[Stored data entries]
//! Mock EventStore implementation for testing.

use std::collections::HashMap;

use async_trait::async_trait;
use chrono::Utc;
use tokio::sync::RwLock;

use crate::model::{NewEvent, Position, ResolvedEvent, StreamScope};
use crate::storage::event_store::revision_matches;
use crate::storage::{
    AppendResult, EventStore, ExpectedRevision, Result, StorageError, StreamMetadata,
};

/// In-memory event log. Global positions are indexes into `log`.
#[derive(Default)]
struct Inner {
    log: Vec<ResolvedEvent>,
    metadata: HashMap<String, StreamMetadata>,
}

impl Inner {
    fn stream_revision(&self, stream_id: &str) -> Option<u64> {
        self.log
            .iter()
            .rev()
            .find(|e| e.stream_id == stream_id)
            .map(|e| e.revision)
    }

    /// Events of a scope with `position` rewritten to the scope's numbering.
    fn scoped(&self, scope: &StreamScope) -> Vec<ResolvedEvent> {
        match scope {
            StreamScope::All => self.log.clone(),
            StreamScope::Stream(id) => self
                .log
                .iter()
                .filter(|e| &e.stream_id == id)
                .map(|e| ResolvedEvent {
                    position: Position(e.revision),
                    ..e.clone()
                })
                .collect(),
        }
    }
}

/// Mock event store that keeps events in memory.
#[derive(Default)]
pub struct MockEventStore {
    inner: RwLock<Inner>,
    fail_on_read: RwLock<bool>,
    fail_on_metadata: RwLock<bool>,
}

impl MockEventStore {
    pub fn new() -> Self {
        Self::default()
    }

    /// Make every read return a transient error.
    pub async fn set_fail_on_read(&self, fail: bool) {
        *self.fail_on_read.write().await = fail;
    }

    /// Make every metadata access return a transient error.
    pub async fn set_fail_on_metadata(&self, fail: bool) {
        *self.fail_on_metadata.write().await = fail;
    }

    /// Number of events across all streams.
    pub async fn len(&self) -> usize {
        self.inner.read().await.log.len()
    }

    pub async fn is_empty(&self) -> bool {
        self.len().await == 0
    }

    async fn check_read(&self) -> Result<()> {
        if *self.fail_on_read.read().await {
            return Err(StorageError::Unavailable("mock read failure".to_string()));
        }
        Ok(())
    }

    async fn check_metadata(&self) -> Result<()> {
        if *self.fail_on_metadata.read().await {
            return Err(StorageError::Unavailable(
                "mock metadata failure".to_string(),
            ));
        }
        Ok(())
    }
}

#[async_trait]
impl EventStore for MockEventStore {
    async fn append(
        &self,
        stream_id: &str,
        expected: ExpectedRevision,
        events: Vec<NewEvent>,
    ) -> Result<AppendResult> {
        let mut inner = self.inner.write().await;
        let current = inner.stream_revision(stream_id);
        if !revision_matches(expected, current) {
            return Err(StorageError::WrongExpectedRevision {
                stream_id: stream_id.to_string(),
                expected,
                actual: current,
            });
        }

        let mut revision = current.map(|r| r + 1).unwrap_or(0);
        for event in events {
            let position = Position(inner.log.len() as u64);
            inner.log.push(ResolvedEvent {
                position,
                stream_id: stream_id.to_string(),
                revision,
                event_type: event.event_type,
                data: event.data,
                metadata: event.metadata,
                created_at: Utc::now(),
            });
            revision += 1;
        }

        let last_revision = inner.stream_revision(stream_id).unwrap_or(0);
        let last_position = Position(inner.log.len().saturating_sub(1) as u64);
        Ok(AppendResult {
            next_expected_revision: last_revision,
            position: last_position,
        })
    }

    async fn read_forward(
        &self,
        scope: &StreamScope,
        from_exclusive: Option<Position>,
        max_count: usize,
    ) -> Result<Vec<ResolvedEvent>> {
        self.check_read().await?;
        let inner = self.inner.read().await;
        Ok(inner
            .scoped(scope)
            .into_iter()
            .filter(|e| from_exclusive.map_or(true, |from| e.position > from))
            .take(max_count)
            .collect())
    }

    async fn read_backward(
        &self,
        scope: &StreamScope,
        from_inclusive: Option<Position>,
        max_count: usize,
    ) -> Result<Vec<ResolvedEvent>> {
        self.check_read().await?;
        let inner = self.inner.read().await;
        Ok(inner
            .scoped(scope)
            .into_iter()
            .rev()
            .filter(|e| from_inclusive.map_or(true, |from| e.position <= from))
            .take(max_count)
            .collect())
    }

    async fn get_stream_metadata(&self, stream_id: &str) -> Result<Option<StreamMetadata>> {
        self.check_metadata().await?;
        Ok(self.inner.read().await.metadata.get(stream_id).cloned())
    }

    async fn set_stream_metadata(
        &self,
        stream_id: &str,
        expected: ExpectedRevision,
        data: serde_json::Value,
    ) -> Result<u64> {
        self.check_metadata().await?;
        let mut inner = self.inner.write().await;
        let current = inner.metadata.get(stream_id).map(|m| m.revision);
        if !revision_matches(expected, current) {
            return Err(StorageError::WrongExpectedRevision {
                stream_id: stream_id.to_string(),
                expected,
                actual: current,
            });
        }
        let revision = current.map(|r| r + 1).unwrap_or(0);
        inner
            .metadata
            .insert(stream_id.to_string(), StreamMetadata { revision, data });
        Ok(revision)
    }

    async fn delete_stream_metadata(&self, stream_id: &str) -> Result<()> {
        self.check_metadata().await?;
        self.inner.write().await.metadata.remove(stream_id);
        Ok(())
    }
}
//! EventStore interface tests.
//!
//! These tests verify the contract of the EventStore trait.
//! Each storage implementation should run these tests.

use uuid::Uuid;

use waymark::model::{NewEvent, Position, StreamScope};
use waymark::storage::{EventStore, ExpectedRevision, StorageError};

/// Stream id unique to one test run.
pub fn unique_stream(prefix: &str) -> String {
    format!("{prefix}-{}", Uuid::new_v4())
}

/// Create multiple events of one type with an index payload.
pub fn make_events(event_type: &str, count: usize) -> Vec<NewEvent> {
    (0..count)
        .map(|i| NewEvent::new(event_type, format!("{{\"i\":{i}}}").into_bytes()))
        .collect()
}

/// Newest global position, if any.
async fn tail<S: EventStore>(store: &S) -> Option<Position> {
    store
        .read_backward(&StreamScope::All, None, 1)
        .await
        .expect("read_backward should succeed")
        .first()
        .map(|e| e.position)
}

// =============================================================================
// EventStore::append tests
// =============================================================================

pub async fn test_append_assigns_revisions<S: EventStore>(store: &S) {
    let stream = unique_stream("test_append");

    let first = store
        .append(&stream, ExpectedRevision::NoStream, make_events("Opened", 3))
        .await
        .expect("append should succeed");
    assert_eq!(first.next_expected_revision, 2);

    let second = store
        .append(&stream, ExpectedRevision::Exact(2), make_events("Updated", 2))
        .await
        .expect("append should succeed");
    assert_eq!(second.next_expected_revision, 4);
    assert!(second.position > first.position);
}

pub async fn test_append_wrong_expected_revision<S: EventStore>(store: &S) {
    let stream = unique_stream("test_append_conflict");

    store
        .append(&stream, ExpectedRevision::NoStream, make_events("Opened", 1))
        .await
        .unwrap();

    let err = store
        .append(&stream, ExpectedRevision::NoStream, make_events("Opened", 1))
        .await
        .expect_err("second NoStream append should fail");
    assert!(
        matches!(err, StorageError::WrongExpectedRevision { actual: Some(0), .. }),
        "unexpected error: {err:?}"
    );

    let err = store
        .append(&stream, ExpectedRevision::Exact(5), make_events("Updated", 1))
        .await
        .expect_err("stale revision should fail");
    assert!(matches!(err, StorageError::WrongExpectedRevision { .. }));
}

// =============================================================================
// EventStore::read_forward tests
// =============================================================================

pub async fn test_read_forward_stream_scope<S: EventStore>(store: &S) {
    let stream = unique_stream("test_forward_stream");
    let other = unique_stream("test_forward_other");

    store
        .append(&stream, ExpectedRevision::NoStream, make_events("A", 3))
        .await
        .unwrap();
    store
        .append(&other, ExpectedRevision::NoStream, make_events("B", 2))
        .await
        .unwrap();
    store
        .append(&stream, ExpectedRevision::Exact(2), make_events("C", 1))
        .await
        .unwrap();

    let scope = StreamScope::stream(stream.clone());
    let events = store.read_forward(&scope, None, 100).await.unwrap();
    let positions: Vec<u64> = events.iter().map(|e| e.position.0).collect();
    assert_eq!(positions, vec![0, 1, 2, 3], "stream scope positions are revisions");
    assert!(events.iter().all(|e| e.stream_id == stream));
    assert_eq!(events[3].event_type, "C");

    let after = store
        .read_forward(&scope, Some(Position(1)), 100)
        .await
        .unwrap();
    assert_eq!(after.len(), 2);
    assert_eq!(after[0].position, Position(2));
}

pub async fn test_read_forward_all_scope<S: EventStore>(store: &S) {
    let before = tail(store).await;
    let stream = unique_stream("test_forward_all");

    store
        .append(&stream, ExpectedRevision::Any, make_events("A", 4))
        .await
        .unwrap();

    let events = store
        .read_forward(&StreamScope::All, before, 100)
        .await
        .unwrap();
    assert_eq!(events.len(), 4);
    for pair in events.windows(2) {
        assert!(pair[1].position > pair[0].position, "positions must ascend");
    }
    assert_eq!(events[0].revision, 0);
    assert_eq!(events[3].revision, 3);
}

pub async fn test_read_forward_respects_max_count<S: EventStore>(store: &S) {
    let stream = unique_stream("test_forward_max");
    store
        .append(&stream, ExpectedRevision::NoStream, make_events("A", 5))
        .await
        .unwrap();

    let scope = StreamScope::stream(stream);
    let events = store.read_forward(&scope, None, 2).await.unwrap();
    assert_eq!(events.len(), 2);
    assert_eq!(events[1].position, Position(1));
}

pub async fn test_read_forward_past_tail_is_empty<S: EventStore>(store: &S) {
    let stream = unique_stream("test_forward_tail");
    store
        .append(&stream, ExpectedRevision::NoStream, make_events("A", 2))
        .await
        .unwrap();

    let events = store
        .read_forward(&StreamScope::stream(stream), Some(Position(1)), 10)
        .await
        .unwrap();
    assert!(events.is_empty());
}

pub async fn test_read_preserves_payload<S: EventStore>(store: &S) {
    let stream = unique_stream("test_payload");
    store
        .append(
            &stream,
            ExpectedRevision::NoStream,
            vec![NewEvent::new("Shipped", b"{\"box\":7}".to_vec()).with_metadata(b"trace".to_vec())],
        )
        .await
        .unwrap();

    let events = store
        .read_forward(&StreamScope::stream(stream), None, 1)
        .await
        .unwrap();
    assert_eq!(events[0].data, b"{\"box\":7}".to_vec());
    assert_eq!(events[0].metadata, b"trace".to_vec());
}

// =============================================================================
// EventStore::read_backward tests
// =============================================================================

pub async fn test_read_backward_from_tail<S: EventStore>(store: &S) {
    let stream = unique_stream("test_backward");
    store
        .append(&stream, ExpectedRevision::NoStream, make_events("A", 4))
        .await
        .unwrap();

    let scope = StreamScope::stream(stream);
    let newest = store.read_backward(&scope, None, 1).await.unwrap();
    assert_eq!(newest[0].position, Position(3));

    let older = store
        .read_backward(&scope, Some(Position(2)), 10)
        .await
        .unwrap();
    let positions: Vec<u64> = older.iter().map(|e| e.position.0).collect();
    assert_eq!(positions, vec![2, 1, 0]);
}

pub async fn test_read_backward_empty_stream<S: EventStore>(store: &S) {
    let scope = StreamScope::stream(unique_stream("test_backward_empty"));
    assert!(store.read_backward(&scope, None, 1).await.unwrap().is_empty());
}

// =============================================================================
// Stream metadata tests
// =============================================================================

pub async fn test_metadata_roundtrip<S: EventStore>(store: &S) {
    let stream = unique_stream("test_metadata");
    assert!(store.get_stream_metadata(&stream).await.unwrap().is_none());

    let first = store
        .set_stream_metadata(&stream, ExpectedRevision::NoStream, serde_json::json!({"v": 1}))
        .await
        .unwrap();
    let second = store
        .set_stream_metadata(&stream, ExpectedRevision::Exact(first), serde_json::json!({"v": 2}))
        .await
        .unwrap();
    assert!(second > first);

    let metadata = store.get_stream_metadata(&stream).await.unwrap().unwrap();
    assert_eq!(metadata.revision, second);
    assert_eq!(metadata.data, serde_json::json!({"v": 2}));
}

pub async fn test_metadata_stale_revision<S: EventStore>(store: &S) {
    let stream = unique_stream("test_metadata_stale");
    let revision = store
        .set_stream_metadata(&stream, ExpectedRevision::NoStream, serde_json::json!({}))
        .await
        .unwrap();
    store
        .set_stream_metadata(&stream, ExpectedRevision::Exact(revision), serde_json::json!({}))
        .await
        .unwrap();

    let err = store
        .set_stream_metadata(&stream, ExpectedRevision::Exact(revision), serde_json::json!({}))
        .await
        .expect_err("stale metadata revision should fail");
    assert!(matches!(err, StorageError::WrongExpectedRevision { .. }));
}

pub async fn test_metadata_delete<S: EventStore>(store: &S) {
    let stream = unique_stream("test_metadata_delete");
    store
        .set_stream_metadata(&stream, ExpectedRevision::Any, serde_json::json!({"x": true}))
        .await
        .unwrap();

    store.delete_stream_metadata(&stream).await.unwrap();
    assert!(store.get_stream_metadata(&stream).await.unwrap().is_none());

    // Deleting again is fine.
    store.delete_stream_metadata(&stream).await.unwrap();
}

// =============================================================================
// Test runner macro
// =============================================================================

/// Run all EventStore interface tests against a store implementation.
#[macro_export]
macro_rules! run_event_store_tests {
    ($store:expr) => {
        use $crate::storage::event_store_tests::*;

        // append tests
        test_append_assigns_revisions($store).await;
        println!("  test_append_assigns_revisions: PASSED");

        test_append_wrong_expected_revision($store).await;
        println!("  test_append_wrong_expected_revision: PASSED");

        // read_forward tests
        test_read_forward_stream_scope($store).await;
        println!("  test_read_forward_stream_scope: PASSED");

        test_read_forward_all_scope($store).await;
        println!("  test_read_forward_all_scope: PASSED");

        test_read_forward_respects_max_count($store).await;
        println!("  test_read_forward_respects_max_count: PASSED");

        test_read_forward_past_tail_is_empty($store).await;
        println!("  test_read_forward_past_tail_is_empty: PASSED");

        test_read_preserves_payload($store).await;
        println!("  test_read_preserves_payload: PASSED");

        // read_backward tests
        test_read_backward_from_tail($store).await;
        println!("  test_read_backward_from_tail: PASSED");

        test_read_backward_empty_stream($store).await;
        println!("  test_read_backward_empty_stream: PASSED");

        // metadata tests
        test_metadata_roundtrip($store).await;
        println!("  test_metadata_roundtrip: PASSED");

        test_metadata_stale_revision($store).await;
        println!("  test_metadata_stale_revision: PASSED");

        test_metadata_delete($store).await;
        println!("  test_metadata_delete: PASSED");
    };
}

◆ **WHAT YOU WILL DO**: Which lines of the records above hold the word "MockEventStore"? Copy each of them.

◆ **REPLY**:
pub struct MockEventStore {
impl MockEventStore {
impl EventStore for MockEventStore {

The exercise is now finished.